Task data>
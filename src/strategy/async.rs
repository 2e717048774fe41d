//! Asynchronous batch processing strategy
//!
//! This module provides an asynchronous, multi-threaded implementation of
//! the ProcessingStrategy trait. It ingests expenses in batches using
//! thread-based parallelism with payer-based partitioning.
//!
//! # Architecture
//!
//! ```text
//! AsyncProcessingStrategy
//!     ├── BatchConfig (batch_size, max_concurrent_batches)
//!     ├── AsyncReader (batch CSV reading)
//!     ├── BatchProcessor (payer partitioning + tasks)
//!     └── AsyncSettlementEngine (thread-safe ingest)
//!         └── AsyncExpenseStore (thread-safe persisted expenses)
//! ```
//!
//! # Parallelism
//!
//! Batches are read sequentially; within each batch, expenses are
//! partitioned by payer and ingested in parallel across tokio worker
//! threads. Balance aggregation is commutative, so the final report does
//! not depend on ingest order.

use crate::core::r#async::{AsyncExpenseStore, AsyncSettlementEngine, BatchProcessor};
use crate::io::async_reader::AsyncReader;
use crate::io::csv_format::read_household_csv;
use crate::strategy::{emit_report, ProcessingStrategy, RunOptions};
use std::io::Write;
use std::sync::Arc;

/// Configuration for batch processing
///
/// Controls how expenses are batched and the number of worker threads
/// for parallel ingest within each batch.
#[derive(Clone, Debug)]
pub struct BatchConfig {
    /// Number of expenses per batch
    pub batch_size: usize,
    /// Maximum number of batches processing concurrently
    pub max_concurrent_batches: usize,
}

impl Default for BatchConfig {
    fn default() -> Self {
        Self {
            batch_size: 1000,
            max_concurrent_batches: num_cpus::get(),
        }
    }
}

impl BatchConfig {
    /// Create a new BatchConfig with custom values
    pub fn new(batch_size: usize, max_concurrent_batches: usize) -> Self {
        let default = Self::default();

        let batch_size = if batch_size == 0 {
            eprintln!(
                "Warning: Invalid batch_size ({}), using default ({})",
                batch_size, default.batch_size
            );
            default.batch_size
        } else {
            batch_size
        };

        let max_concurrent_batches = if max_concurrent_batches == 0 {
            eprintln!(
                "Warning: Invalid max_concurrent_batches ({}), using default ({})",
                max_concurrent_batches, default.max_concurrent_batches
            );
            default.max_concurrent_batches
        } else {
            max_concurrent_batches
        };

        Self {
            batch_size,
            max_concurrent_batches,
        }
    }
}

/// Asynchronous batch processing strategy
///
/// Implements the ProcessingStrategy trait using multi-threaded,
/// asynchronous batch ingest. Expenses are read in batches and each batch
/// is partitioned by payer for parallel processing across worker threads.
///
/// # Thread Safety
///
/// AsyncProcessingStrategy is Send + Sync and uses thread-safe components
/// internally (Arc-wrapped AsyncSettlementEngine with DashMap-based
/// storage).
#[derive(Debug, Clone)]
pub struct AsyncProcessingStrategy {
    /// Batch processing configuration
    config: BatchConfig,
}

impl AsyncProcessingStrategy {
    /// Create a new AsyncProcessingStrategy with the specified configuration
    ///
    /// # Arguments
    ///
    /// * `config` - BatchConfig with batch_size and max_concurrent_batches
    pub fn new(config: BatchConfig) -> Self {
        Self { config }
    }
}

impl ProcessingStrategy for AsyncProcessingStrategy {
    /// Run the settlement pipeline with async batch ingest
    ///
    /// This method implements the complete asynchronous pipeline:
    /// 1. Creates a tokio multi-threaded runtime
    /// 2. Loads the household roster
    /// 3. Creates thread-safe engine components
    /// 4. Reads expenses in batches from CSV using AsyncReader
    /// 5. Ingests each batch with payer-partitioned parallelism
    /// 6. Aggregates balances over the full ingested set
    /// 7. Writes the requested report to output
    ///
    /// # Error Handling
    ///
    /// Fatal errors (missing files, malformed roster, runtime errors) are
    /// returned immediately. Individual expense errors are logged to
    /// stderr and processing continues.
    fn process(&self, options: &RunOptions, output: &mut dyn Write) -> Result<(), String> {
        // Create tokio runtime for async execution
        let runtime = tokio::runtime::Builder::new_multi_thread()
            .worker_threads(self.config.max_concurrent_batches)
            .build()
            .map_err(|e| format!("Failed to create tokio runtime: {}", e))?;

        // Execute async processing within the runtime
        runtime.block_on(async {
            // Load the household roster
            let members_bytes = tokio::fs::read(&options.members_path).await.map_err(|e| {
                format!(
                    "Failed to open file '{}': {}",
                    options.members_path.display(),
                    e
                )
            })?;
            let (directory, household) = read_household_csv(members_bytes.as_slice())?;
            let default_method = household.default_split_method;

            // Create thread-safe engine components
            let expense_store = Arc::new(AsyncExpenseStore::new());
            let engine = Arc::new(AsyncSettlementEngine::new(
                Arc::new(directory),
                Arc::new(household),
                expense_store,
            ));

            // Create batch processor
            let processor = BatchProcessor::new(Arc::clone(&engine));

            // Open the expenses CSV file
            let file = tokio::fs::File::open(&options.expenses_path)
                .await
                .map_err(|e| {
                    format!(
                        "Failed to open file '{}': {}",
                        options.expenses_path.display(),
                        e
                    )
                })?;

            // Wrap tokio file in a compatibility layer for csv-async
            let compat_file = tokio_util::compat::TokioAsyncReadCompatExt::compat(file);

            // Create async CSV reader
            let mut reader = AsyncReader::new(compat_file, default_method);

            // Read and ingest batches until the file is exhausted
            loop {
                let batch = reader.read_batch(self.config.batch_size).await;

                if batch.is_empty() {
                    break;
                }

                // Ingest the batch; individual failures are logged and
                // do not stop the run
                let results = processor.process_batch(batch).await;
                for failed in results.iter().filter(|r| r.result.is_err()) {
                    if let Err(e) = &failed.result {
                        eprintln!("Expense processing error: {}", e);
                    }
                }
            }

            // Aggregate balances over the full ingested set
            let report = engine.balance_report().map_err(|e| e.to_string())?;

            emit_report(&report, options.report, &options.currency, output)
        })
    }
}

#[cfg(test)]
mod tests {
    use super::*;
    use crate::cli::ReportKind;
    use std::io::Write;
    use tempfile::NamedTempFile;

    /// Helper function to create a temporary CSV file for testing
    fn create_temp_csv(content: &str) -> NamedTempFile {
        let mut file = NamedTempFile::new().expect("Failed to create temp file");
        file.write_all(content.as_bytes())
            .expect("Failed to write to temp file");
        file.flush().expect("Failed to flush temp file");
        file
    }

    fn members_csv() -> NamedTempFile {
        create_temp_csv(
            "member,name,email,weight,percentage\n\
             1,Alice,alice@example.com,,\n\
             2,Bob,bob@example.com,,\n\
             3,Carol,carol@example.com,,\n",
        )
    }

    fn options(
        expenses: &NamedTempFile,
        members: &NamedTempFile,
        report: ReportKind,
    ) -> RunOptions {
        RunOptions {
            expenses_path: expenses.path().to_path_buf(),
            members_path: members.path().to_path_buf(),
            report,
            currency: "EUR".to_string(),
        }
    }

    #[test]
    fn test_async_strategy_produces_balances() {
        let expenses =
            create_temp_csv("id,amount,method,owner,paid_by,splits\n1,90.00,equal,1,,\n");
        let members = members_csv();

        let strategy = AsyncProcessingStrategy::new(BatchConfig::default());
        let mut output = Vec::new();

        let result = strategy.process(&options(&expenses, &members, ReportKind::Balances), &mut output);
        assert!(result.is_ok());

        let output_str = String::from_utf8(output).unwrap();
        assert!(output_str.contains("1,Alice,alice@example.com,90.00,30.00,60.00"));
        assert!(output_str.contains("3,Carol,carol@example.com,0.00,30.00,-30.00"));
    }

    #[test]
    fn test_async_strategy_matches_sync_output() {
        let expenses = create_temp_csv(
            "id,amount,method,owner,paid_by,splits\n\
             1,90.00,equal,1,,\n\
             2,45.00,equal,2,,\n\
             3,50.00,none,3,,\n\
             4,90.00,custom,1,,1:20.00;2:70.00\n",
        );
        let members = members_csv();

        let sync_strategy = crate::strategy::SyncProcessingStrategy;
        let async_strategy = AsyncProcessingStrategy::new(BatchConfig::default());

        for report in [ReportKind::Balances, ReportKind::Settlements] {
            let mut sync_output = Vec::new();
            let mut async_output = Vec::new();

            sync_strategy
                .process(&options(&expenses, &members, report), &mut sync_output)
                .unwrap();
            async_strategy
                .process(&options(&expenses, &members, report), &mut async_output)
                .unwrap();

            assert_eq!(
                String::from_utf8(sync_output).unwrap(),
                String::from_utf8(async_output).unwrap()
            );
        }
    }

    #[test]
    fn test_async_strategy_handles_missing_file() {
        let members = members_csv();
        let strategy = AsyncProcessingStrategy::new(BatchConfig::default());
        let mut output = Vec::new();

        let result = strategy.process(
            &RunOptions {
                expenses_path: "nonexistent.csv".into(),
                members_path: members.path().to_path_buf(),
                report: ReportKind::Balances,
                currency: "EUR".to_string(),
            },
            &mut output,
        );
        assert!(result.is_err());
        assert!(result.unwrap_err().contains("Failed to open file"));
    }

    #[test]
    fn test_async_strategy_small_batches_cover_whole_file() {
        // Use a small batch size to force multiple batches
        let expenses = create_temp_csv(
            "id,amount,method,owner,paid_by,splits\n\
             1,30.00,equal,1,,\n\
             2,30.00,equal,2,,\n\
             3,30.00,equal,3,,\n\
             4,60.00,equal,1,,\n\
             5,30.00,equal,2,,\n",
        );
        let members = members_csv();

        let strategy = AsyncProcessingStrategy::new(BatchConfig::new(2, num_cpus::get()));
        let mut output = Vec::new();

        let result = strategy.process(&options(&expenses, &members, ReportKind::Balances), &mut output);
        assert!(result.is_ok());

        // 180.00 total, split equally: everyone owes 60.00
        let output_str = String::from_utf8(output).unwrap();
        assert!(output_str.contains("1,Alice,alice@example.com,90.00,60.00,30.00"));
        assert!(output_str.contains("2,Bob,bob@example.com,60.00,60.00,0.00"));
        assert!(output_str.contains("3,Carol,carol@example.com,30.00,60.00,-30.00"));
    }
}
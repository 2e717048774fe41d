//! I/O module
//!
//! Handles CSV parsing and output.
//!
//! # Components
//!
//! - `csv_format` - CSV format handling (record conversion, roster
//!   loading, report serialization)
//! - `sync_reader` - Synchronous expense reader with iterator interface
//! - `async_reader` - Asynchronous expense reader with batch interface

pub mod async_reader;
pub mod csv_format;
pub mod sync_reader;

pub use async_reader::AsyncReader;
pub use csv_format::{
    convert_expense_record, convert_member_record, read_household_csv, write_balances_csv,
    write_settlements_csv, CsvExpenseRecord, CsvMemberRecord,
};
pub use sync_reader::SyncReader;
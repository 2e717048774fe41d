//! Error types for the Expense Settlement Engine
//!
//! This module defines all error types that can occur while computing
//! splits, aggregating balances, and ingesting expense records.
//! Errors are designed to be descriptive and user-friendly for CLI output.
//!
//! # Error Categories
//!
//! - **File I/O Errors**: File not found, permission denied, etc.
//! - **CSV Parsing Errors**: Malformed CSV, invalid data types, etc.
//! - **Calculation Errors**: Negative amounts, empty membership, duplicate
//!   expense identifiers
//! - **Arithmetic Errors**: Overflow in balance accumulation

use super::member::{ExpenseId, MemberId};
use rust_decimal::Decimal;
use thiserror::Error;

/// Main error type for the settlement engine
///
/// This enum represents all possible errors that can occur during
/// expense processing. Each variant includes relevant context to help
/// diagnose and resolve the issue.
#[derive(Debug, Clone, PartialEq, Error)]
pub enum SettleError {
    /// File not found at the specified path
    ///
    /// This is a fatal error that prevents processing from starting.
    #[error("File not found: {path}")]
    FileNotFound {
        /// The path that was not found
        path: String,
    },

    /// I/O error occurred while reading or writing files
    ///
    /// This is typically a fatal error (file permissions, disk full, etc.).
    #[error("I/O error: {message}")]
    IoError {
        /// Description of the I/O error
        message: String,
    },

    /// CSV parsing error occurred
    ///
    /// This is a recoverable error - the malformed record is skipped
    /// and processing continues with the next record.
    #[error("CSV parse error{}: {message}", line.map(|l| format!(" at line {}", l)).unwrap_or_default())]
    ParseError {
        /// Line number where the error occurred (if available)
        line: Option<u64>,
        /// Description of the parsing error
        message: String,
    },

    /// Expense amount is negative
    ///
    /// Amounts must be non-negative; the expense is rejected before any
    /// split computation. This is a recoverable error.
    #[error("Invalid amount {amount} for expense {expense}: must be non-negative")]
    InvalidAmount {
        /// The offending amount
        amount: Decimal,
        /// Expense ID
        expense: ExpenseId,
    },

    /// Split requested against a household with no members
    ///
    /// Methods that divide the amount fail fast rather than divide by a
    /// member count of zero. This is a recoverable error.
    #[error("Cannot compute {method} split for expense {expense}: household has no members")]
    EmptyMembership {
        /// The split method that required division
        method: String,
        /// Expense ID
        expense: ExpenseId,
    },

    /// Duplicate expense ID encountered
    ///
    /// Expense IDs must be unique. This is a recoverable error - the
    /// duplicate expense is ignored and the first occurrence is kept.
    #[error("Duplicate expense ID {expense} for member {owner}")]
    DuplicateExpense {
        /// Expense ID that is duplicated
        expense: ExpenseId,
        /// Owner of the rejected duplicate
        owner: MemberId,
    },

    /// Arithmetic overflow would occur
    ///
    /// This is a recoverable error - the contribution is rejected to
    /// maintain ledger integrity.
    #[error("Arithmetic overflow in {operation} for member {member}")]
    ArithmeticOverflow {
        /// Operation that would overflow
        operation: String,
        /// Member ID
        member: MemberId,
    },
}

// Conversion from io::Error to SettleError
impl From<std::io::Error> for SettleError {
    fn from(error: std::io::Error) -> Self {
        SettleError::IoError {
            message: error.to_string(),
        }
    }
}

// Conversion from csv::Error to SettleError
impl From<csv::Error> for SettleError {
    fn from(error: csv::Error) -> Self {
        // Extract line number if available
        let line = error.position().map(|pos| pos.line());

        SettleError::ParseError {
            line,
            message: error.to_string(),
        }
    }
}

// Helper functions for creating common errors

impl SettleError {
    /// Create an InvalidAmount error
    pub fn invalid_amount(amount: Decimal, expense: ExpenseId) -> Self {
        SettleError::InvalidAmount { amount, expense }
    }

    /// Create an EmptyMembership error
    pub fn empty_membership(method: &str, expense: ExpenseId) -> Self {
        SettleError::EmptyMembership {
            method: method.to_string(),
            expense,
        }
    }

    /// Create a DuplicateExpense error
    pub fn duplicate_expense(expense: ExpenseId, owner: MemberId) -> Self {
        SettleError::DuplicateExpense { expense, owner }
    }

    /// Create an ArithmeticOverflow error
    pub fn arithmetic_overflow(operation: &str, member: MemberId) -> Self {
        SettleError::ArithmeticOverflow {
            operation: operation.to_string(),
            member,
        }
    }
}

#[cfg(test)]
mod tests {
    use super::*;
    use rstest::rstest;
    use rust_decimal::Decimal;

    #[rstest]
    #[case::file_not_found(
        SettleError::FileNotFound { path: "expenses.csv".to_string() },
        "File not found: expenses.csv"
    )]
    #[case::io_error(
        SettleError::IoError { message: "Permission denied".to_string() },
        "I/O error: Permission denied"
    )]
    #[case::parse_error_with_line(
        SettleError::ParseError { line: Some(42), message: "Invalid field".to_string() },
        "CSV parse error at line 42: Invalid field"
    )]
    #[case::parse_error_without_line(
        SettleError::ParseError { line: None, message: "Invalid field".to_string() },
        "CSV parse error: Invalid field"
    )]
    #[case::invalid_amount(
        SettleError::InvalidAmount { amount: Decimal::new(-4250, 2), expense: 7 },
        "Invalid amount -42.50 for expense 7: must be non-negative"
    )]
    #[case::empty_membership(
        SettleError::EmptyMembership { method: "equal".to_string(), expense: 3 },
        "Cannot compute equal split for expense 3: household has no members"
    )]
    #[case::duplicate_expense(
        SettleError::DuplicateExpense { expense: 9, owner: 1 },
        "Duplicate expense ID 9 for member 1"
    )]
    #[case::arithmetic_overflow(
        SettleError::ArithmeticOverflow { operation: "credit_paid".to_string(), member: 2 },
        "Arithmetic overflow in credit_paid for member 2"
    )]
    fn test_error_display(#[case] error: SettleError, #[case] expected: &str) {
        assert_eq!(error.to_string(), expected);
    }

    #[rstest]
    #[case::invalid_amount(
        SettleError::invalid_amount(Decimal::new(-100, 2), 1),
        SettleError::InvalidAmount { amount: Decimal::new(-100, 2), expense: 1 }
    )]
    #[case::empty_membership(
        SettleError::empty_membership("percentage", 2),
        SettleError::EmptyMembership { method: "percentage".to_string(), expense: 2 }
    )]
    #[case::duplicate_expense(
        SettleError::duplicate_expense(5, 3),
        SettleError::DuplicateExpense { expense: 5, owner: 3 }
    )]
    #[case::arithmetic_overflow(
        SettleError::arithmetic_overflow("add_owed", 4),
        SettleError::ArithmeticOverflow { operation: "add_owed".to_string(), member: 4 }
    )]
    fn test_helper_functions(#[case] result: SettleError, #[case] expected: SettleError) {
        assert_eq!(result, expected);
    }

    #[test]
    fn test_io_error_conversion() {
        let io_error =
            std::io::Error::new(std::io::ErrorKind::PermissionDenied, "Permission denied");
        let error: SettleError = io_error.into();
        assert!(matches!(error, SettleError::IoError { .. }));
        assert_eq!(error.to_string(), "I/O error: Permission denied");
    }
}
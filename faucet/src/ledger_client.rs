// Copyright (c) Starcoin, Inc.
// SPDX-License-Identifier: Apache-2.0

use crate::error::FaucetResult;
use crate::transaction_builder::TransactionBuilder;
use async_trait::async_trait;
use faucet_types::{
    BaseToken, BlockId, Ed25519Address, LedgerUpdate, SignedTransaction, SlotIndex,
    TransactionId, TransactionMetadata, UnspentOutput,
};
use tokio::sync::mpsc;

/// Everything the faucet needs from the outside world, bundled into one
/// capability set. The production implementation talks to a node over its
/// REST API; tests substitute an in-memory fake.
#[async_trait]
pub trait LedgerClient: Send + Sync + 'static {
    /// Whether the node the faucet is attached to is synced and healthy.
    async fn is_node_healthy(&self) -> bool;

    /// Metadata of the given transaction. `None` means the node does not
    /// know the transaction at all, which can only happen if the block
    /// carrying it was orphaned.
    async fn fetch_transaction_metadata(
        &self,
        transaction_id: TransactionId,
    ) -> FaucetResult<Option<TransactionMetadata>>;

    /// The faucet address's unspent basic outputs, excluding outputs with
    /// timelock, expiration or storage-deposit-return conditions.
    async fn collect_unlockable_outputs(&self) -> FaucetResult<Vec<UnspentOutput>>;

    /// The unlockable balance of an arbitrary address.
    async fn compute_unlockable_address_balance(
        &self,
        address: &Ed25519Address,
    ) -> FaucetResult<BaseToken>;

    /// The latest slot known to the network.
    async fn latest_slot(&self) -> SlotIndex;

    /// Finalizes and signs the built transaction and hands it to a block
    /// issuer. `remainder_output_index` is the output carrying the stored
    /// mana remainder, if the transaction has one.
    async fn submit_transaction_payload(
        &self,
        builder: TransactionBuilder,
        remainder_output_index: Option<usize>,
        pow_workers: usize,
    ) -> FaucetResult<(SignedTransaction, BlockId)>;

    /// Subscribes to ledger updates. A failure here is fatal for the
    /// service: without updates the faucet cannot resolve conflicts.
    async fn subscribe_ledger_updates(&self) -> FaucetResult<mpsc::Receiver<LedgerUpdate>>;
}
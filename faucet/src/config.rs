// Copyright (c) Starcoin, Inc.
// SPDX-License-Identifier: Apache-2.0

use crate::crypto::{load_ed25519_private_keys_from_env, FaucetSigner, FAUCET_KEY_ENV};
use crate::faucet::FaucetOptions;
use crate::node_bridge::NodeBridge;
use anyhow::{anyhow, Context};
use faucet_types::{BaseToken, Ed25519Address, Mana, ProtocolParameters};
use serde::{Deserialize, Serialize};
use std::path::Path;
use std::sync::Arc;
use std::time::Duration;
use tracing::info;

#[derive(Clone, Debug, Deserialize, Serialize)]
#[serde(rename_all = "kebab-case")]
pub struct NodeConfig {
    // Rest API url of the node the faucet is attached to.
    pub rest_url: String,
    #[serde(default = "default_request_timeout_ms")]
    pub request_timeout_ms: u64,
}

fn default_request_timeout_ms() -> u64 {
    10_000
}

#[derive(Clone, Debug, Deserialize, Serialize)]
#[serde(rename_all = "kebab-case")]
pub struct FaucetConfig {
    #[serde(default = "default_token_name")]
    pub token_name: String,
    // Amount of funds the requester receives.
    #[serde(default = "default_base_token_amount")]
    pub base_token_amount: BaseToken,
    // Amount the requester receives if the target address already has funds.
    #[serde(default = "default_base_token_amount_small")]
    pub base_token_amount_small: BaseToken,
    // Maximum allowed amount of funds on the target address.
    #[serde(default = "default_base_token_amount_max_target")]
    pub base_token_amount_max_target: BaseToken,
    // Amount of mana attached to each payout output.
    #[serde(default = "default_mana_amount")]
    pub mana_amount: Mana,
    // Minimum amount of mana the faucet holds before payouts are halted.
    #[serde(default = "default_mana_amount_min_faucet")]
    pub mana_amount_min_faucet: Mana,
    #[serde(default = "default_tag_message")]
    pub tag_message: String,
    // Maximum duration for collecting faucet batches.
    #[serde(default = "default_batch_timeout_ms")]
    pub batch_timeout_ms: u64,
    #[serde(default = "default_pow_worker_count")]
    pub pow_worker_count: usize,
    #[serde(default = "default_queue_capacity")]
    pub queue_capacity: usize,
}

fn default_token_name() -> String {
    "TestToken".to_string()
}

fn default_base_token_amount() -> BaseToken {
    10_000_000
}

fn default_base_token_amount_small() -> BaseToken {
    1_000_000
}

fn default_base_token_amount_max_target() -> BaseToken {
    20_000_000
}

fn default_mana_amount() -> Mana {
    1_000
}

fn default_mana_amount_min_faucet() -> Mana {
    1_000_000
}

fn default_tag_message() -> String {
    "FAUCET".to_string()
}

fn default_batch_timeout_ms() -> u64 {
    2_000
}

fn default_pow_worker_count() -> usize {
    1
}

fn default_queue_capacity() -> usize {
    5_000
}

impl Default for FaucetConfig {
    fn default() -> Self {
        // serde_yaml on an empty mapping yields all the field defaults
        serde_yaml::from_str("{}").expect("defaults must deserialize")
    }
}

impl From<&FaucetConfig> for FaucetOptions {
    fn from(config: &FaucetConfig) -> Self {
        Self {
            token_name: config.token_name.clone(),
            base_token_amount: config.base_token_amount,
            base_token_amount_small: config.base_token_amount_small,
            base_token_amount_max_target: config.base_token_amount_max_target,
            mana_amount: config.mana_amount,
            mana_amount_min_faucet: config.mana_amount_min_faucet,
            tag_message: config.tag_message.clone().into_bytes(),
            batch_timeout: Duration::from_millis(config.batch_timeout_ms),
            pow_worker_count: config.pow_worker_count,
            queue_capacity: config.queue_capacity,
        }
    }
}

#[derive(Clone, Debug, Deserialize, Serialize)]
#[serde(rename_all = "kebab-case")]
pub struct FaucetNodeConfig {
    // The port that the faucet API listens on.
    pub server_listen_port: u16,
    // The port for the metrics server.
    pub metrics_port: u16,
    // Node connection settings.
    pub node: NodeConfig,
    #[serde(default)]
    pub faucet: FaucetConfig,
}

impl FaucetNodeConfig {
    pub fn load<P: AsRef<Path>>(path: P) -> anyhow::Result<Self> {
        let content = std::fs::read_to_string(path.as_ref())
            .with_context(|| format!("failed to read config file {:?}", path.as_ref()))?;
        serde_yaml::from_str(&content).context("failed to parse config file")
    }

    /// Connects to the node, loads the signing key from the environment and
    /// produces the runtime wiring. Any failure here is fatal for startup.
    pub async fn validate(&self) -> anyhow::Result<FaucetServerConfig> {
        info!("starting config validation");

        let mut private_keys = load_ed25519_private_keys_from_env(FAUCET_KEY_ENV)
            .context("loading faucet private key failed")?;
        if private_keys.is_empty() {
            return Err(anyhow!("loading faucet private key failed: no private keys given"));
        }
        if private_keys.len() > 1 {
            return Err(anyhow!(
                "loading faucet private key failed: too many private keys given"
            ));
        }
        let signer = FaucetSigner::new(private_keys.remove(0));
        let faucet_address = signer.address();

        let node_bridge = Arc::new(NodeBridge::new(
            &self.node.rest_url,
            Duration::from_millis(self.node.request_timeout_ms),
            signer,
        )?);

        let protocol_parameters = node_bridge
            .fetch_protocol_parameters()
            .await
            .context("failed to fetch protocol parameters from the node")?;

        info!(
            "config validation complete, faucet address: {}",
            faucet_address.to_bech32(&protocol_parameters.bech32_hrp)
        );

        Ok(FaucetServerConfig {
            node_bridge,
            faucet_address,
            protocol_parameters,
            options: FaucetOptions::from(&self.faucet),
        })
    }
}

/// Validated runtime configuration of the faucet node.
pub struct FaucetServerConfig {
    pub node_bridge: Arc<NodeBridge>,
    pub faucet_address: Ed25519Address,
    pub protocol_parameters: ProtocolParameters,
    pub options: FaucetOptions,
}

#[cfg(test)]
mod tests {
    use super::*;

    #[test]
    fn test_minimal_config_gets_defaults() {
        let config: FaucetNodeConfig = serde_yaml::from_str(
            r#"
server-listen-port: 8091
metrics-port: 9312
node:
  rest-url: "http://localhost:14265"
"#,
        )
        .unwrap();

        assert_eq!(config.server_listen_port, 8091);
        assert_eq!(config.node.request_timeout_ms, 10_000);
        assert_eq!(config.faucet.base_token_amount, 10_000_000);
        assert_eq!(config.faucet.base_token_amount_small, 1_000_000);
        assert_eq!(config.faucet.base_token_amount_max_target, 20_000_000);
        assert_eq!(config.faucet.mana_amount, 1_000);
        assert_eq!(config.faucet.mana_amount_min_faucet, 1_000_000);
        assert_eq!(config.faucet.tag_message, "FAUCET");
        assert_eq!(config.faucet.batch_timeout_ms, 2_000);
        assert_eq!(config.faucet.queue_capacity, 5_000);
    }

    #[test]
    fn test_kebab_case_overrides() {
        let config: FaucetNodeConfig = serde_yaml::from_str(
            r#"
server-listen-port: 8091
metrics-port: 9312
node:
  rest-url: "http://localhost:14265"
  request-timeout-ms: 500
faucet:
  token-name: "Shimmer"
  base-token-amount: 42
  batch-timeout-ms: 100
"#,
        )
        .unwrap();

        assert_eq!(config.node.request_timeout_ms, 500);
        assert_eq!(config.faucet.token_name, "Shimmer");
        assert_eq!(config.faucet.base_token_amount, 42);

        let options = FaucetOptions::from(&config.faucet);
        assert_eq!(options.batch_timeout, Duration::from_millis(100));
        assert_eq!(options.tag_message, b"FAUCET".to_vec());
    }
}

What is required> When a line in the material above holds the word "does", copy that line.

Exercise response>
//! threads. Balance aggregation is commutative, so the final report does
    /// Metadata of the given transaction. `None` means the node does not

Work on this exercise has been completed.